Abstract PYR was a new generation of HER-2 small molecule tyrosine kinase inhibitor, which inhibited a variety of HER family receptors. And SHR-1316 was one of the most popular drugs in the field of cancer therapy recently. The purpose of this study was to ascertain the effects of PYR combined with SHR-1316 and further explore its potential mechanism on HER2-positive BC. MTT assay, Wound-healing assay, and Transwell assay were used to detect the effects of PYR and SHR-1316 on the proliferation, migration, and invasion of HER2-positive BC cells. Cell apoptosis was tested through flow cytometry. Xenograft model was established to illustrate the synergistic effects of pyrotinib combined with SHR-1316 in vivo.
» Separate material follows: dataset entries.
//! The post-tokenizer: classifies preprocessing tokens into keywords,
//! operators, identifiers and typed literals.
//!
//! Implemented as a [`PpTokenStream`], so it slots directly behind the
//! phase tokenizer. String literals are buffered for concatenation;
//! every other token kind first flushes any pending string run, then
//! emits exactly one [`PostTokenStream`] event.

use cpplex_pptoken::{LexError, PpTokenStream, PpTokenizer};
use tracing::trace;

use crate::char_lit::{decode_char_literal, split_ud_char, CharValue};
use crate::number::{decode_pp_number, NumberValue};
use crate::stream::PostTokenStream;
use crate::strings::StringAccumulator;
use crate::token::token_type;

/// Adapter from preprocessing tokens to classified tokens.
#[derive(Debug)]
pub struct PostTokenizer<S: PostTokenStream> {
    sink: S,
    strings: StringAccumulator,
}

impl<S: PostTokenStream> PostTokenizer<S> {
    pub fn new(sink: S) -> PostTokenizer<S> {
        PostTokenizer {
            sink,
            strings: StringAccumulator::default(),
        }
    }

    /// Runs the full pipeline over a buffer: phase tokenization, then
    /// token classification and literal decoding.
    pub fn tokenize(bytes: &[u8], sink: S) -> Result<S, LexError> {
        let post = PpTokenizer::tokenize(bytes, PostTokenizer::new(sink))?;
        Ok(post.into_sink())
    }

    pub fn sink_mut(&mut self) -> &mut S {
        &mut self.sink
    }

    pub fn into_sink(self) -> S {
        self.sink
    }

    fn invalid(&mut self, text: &[u8]) {
        trace!(text = %String::from_utf8_lossy(text), "invalid token");
        self.sink.invalid(text);
    }
}

impl<S: PostTokenStream> PpTokenStream for PostTokenizer<S> {
    // Whitespace carries no token and does not break a string run.
    fn whitespace_sequence(&mut self) {}

    fn new_line(&mut self) {}

    fn header_name(&mut self, text: &[u8]) {
        // Header names survive only unpreprocessed #include lines;
        // nothing downstream can consume one.
        self.strings.flush(&mut self.sink);
        self.invalid(text);
    }

    fn identifier(&mut self, text: &[u8]) {
        self.strings.flush(&mut self.sink);
        match token_type(text) {
            Some(tt) => self.sink.simple(text, tt),
            None => self.sink.identifier(text),
        }
    }

    fn pp_number(&mut self, text: &[u8]) {
        self.strings.flush(&mut self.sink);
        match decode_pp_number(text) {
            NumberValue::Scalar(ty, data) => self.sink.literal(text, ty, &data),
            NumberValue::UserDefined {
                digits,
                suffix,
                floating: true,
            } => self
                .sink
                .user_defined_literal_floating(text, &suffix, &digits),
            NumberValue::UserDefined {
                digits,
                suffix,
                floating: false,
            } => self
                .sink
                .user_defined_literal_integer(text, &suffix, &digits),
            NumberValue::Invalid => self.invalid(text),
        }
    }

    fn character_literal(&mut self, text: &[u8]) {
        self.strings.flush(&mut self.sink);
        match decode_char_literal(text) {
            CharValue::Scalar(ty, data) => self.sink.literal(text, ty, &data),
            CharValue::Invalid => self.invalid(text),
        }
    }

    fn user_defined_character_literal(&mut self, text: &[u8]) {
        self.strings.flush(&mut self.sink);
        let Some((literal, suffix)) = split_ud_char(text) else {
            self.invalid(text);
            return;
        };
        if !suffix.starts_with(b"_") {
            self.invalid(text);
            return;
        }
        match decode_char_literal(literal) {
            CharValue::Scalar(ty, data) => {
                self.sink
                    .user_defined_literal_character(text, suffix, ty, &data);
            }
            CharValue::Invalid => self.invalid(text),
        }
    }

    fn string_literal(&mut self, text: &[u8]) {
        self.strings.add_string(text);
    }

    fn user_defined_string_literal(&mut self, text: &[u8]) {
        self.strings.add_ud_string(text);
    }

    fn preprocessing_op_or_punc(&mut self, text: &[u8]) {
        self.strings.flush(&mut self.sink);
        match token_type(text) {
            Some(tt) => self.sink.simple(text, tt),
            None => self.invalid(text),
        }
    }

    fn non_whitespace_char(&mut self, text: &[u8]) {
        self.strings.flush(&mut self.sink);
        self.invalid(text);
    }

    fn eof(&mut self) {
        self.strings.flush(&mut self.sink);
        self.sink.eof();
    }
}
//! Earliest transformation stage: trigraph replacement and raw-string
//! capture.
//!
//! Trigraphs are rewritten before anything else looks at the input, which
//! is exactly why raw strings must also be recognized here: the body of a
//! raw string reverts every transformation, so `??=` inside `R"(??=)"`
//! must reach the output untouched.
//!
//! Raw strings do not fit a finite rule (the close sequence repeats the
//! open delimiter), so recognition is split: the rule table only spots
//! the `R"` opener, then the phase switches to an explicit scanning mode
//! that consumes bytes until the matching `)delim"` comes around. The
//! captured body is replayed downstream as [`RAW_CHAR`] placeholder
//! symbols, one per byte. Later phases pass those through untouched —
//! no rule gives the placeholder any structural meaning — while the byte
//! each one carries keeps the literal's text intact.
//!
//! An `R"` directly preceded by an identifier tail (`MACRO"..."`) is not
//! a raw-string opener; a short lookback over the preceding characters
//! decides whether the `R` could begin an encoding prefix.

use std::collections::VecDeque;

use cpplex_regex::rule::{any_char, chseq, chset, sym};
use cpplex_regex::symbol::{END_OF_FILE, RAW_CHAR};
use cpplex_regex::Symbol;

use crate::error::LexError;
use crate::machine::{Lexeme, PhaseChar, TokenizerMachine};
use crate::stream::SymbolSink;

#[derive(Debug, Clone, Copy, PartialEq, Eq)]
enum PrephaseToken {
    Trigraph,
    RawStringOpen,
    PlainCharacter,
}

/// How many characters of lookback the raw-string gate needs: the two
/// characters of `R"` plus up to `u8` and one boundary character.
const LOOKBACK: usize = 5;

pub(crate) struct Prephase<S> {
    machine: TokenizerMachine<PrephaseToken>,
    /// Active raw-string scan, if the input is currently inside one.
    raw: Option<RawStringScan>,
    /// Recently pushed input symbols, newest last, for the raw gate.
    recent: VecDeque<Symbol>,
    next: S,
}

impl<S: SymbolSink> Prephase<S> {
    pub fn new(next: S) -> Prephase<S> {
        let rules = [
            (
                PrephaseToken::Trigraph,
                chseq("??") >> chset("=/'()!<>-"),
            ),
            (PrephaseToken::RawStringOpen, chseq("R\"")),
            (
                PrephaseToken::PlainCharacter,
                any_char() | sym(END_OF_FILE),
            ),
        ];
        Prephase {
            machine: TokenizerMachine::new(
                &rules.map(|(kind, rule)| (rule, kind)),
            ),
            raw: None,
            recent: VecDeque::with_capacity(LOOKBACK + 1),
            next,
        }
    }

    pub fn next_mut(&mut self) -> &mut S {
        &mut self.next
    }

    pub fn into_next(self) -> S {
        self.next
    }
}

impl<S: SymbolSink> SymbolSink for Prephase<S> {
    fn push(&mut self, sym: Symbol, text: &[u8]) -> Result<(), LexError> {
        if let Some(scan) = &mut self.raw {
            if sym == END_OF_FILE {
                let mut partial = b"R\"".to_vec();
                partial.extend_from_slice(&scan.text);
                return Err(LexError::incomplete(&partial));
            }
            let Some(&byte) = text.first() else {
                return Err(LexError::invalid(text));
            };
            if scan.push(byte)? {
                let scan = self.raw.take().unwrap_or_default();
                self.next.push(u32::from(b'R'), b"R")?;
                self.next.push(u32::from(b'"'), b"\"")?;
                for &b in &scan.text[..scan.text.len() - 1] {
                    self.next.push(RAW_CHAR, &[b])?;
                }
                self.next.push(u32::from(b'"'), b"\"")?;
            }
            return Ok(());
        }

        self.recent.push_back(sym);
        if self.recent.len() > LOOKBACK {
            self.recent.pop_front();
        }
        for lexeme in self.machine.process(PhaseChar::new(sym, text))? {
            self.link(&lexeme)?;
        }
        Ok(())
    }
}

impl<S: SymbolSink> Prephase<S> {
    fn link(&mut self, lexeme: &Lexeme<PrephaseToken>) -> Result<(), LexError> {
        match lexeme.kind {
            PrephaseToken::PlainCharacter => {
                for c in &lexeme.chars {
                    self.next.push(c.sym, &c.text)?;
                }
                Ok(())
            }
            PrephaseToken::Trigraph => {
                let last = lexeme.chars.last().and_then(|c| c.text.last().copied());
                let replacement = match last {
                    Some(b'=') => b'#',
                    Some(b'/') => b'\\',
                    Some(b'\'') => b'^',
                    Some(b'(') => b'[',
                    Some(b')') => b']',
                    Some(b'!') => b'|',
                    Some(b'<') => b'{',
                    Some(b'>') => b'}',
                    Some(b'-') => b'~',
                    _ => return Err(LexError::invalid(&lexeme.bytes())),
                };
                self.next.push(u32::from(replacement), &[replacement])
            }
            PrephaseToken::RawStringOpen => {
                if self.raw_open_allowed() {
                    self.raw = Some(RawStringScan::default());
                    Ok(())
                } else {
                    // Part of an ordinary token such as `MACRO"..."`;
                    // put both characters back as plain input.
                    self.next.push(u32::from(b'R'), b"R")?;
                    self.next.push(u32::from(b'"'), b"\"")
                }
            }
        }
    }

    /// Decide whether an `R"` just scanned opens a raw string. It does
    /// unless the `R` extends an identifier that is not one of the
    /// encoding prefixes `u`, `U`, `L`, `u8`.
    fn raw_open_allowed(&self) -> bool {
        let back = |i: usize| {
            self.recent
                .len()
                .checked_sub(i)
                .and_then(|j| self.recent.get(j))
                .and_then(|&s| u8::try_from(s).ok())
        };
        // The ring ends with `R` and `"`; the characters before them
        // decide.
        let (b1, b2, b3) = (back(3), back(4), back(5));
        let cont =
            |b: Option<u8>| b.is_some_and(|b| b.is_ascii_alphanumeric() || b == b'_' || b >= 0x80);
        match b1 {
            Some(b'u' | b'U' | b'L') => !cont(b2),
            Some(b'8') if b2 == Some(b'u') => !cont(b3),
            b if cont(b) => false,
            _ => true,
        }
    }
}

/// Byte scanner for the interior of a raw string literal, from just
/// after the opening quote to the closing quote inclusive.
#[derive(Debug, Default)]
struct RawStringScan {
    /// Everything consumed so far, closing quote included once done.
    text: Vec<u8>,
    delim: Vec<u8>,
    in_body: bool,
}

impl RawStringScan {
    /// Consume one byte; `Ok(true)` once the closing quote landed.
    fn push(&mut self, b: u8) -> Result<bool, LexError> {
        self.text.push(b);
        if !self.in_body {
            match b {
                b'(' => self.in_body = true,
                b')' | b'\\' | b' ' | b'\t' | b'\x0B' | b'\x0C' | b'\n' => {
                    return Err(LexError::invalid(&[b]));
                }
                _ if self.delim.len() == 16 => return Err(LexError::invalid(&[b])),
                _ => self.delim.push(b),
            }
            return Ok(false);
        }
        Ok(b == b'"' && self.closes())
    }

    /// The text ends with `)` delimiter `"`, past the opening sequence.
    fn closes(&self) -> bool {
        let n = self.text.len();
        let need = self.delim.len() + 2;
        n >= 2 * self.delim.len() + 3
            && self.text[n - need] == b')'
            && self.text[n - need + 1..n - 1] == self.delim[..]
    }
}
Immunohistochemistry (IHC) was utilized to assess the expression of T cells in the SK-BR-3 tumor issue. Western blotting was performed to determine the expression of PD-L1, PI3K, p-PI3K, AKT, p-AKT, and FOXO1. The results showed that PYR and SHR-1316 had synergistic inhibited effects on the cell proliferation, migration, invasion of HER2-positive BC cells. PYR and SHR-1316 promoted synergistically BC cell apoptosis. PYR and SHR-1316 downregulated the expression of PD-L1, p-PI3K, p-AKT and upregulated the expression FOXO1. In the nude-mice Xenograft model, pyrotinib and SHR-1316 had synergistic inhibition effects on tumor growth.